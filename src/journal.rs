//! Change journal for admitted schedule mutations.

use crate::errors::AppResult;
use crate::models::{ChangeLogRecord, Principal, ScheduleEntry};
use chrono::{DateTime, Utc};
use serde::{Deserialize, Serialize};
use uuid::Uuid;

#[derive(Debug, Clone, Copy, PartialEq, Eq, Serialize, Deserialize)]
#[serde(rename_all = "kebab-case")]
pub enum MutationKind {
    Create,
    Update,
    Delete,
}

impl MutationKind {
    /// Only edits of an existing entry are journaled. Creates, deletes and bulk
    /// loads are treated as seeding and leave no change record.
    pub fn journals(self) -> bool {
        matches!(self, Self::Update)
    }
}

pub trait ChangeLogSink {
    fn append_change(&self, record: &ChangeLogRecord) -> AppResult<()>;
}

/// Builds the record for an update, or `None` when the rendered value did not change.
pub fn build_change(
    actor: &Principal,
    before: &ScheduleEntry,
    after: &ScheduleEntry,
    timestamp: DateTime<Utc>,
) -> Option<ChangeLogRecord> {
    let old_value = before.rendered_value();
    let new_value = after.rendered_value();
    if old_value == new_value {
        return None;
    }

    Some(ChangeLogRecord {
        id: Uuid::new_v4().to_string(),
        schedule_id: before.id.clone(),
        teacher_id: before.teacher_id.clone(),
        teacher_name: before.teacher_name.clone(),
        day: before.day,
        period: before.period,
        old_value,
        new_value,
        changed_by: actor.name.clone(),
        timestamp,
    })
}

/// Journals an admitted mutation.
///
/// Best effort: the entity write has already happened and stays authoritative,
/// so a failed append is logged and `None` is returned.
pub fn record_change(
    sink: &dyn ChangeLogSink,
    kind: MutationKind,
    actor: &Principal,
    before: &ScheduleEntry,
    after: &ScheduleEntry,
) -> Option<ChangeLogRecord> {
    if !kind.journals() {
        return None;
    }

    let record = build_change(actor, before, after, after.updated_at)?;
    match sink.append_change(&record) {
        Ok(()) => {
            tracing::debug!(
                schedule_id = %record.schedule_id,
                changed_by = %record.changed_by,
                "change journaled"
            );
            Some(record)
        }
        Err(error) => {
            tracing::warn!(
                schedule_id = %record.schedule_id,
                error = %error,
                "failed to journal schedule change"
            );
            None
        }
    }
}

────

Each line of the entries holding the string "ChangeLogRecord" should be found and copied.

use crate::models::{ChangeLogRecord, Principal, ScheduleEntry};
    fn append_change(&self, record: &ChangeLogRecord) -> AppResult<()>;
) -> Option<ChangeLogRecord> {
    Some(ChangeLogRecord {
) -> Option<ChangeLogRecord> {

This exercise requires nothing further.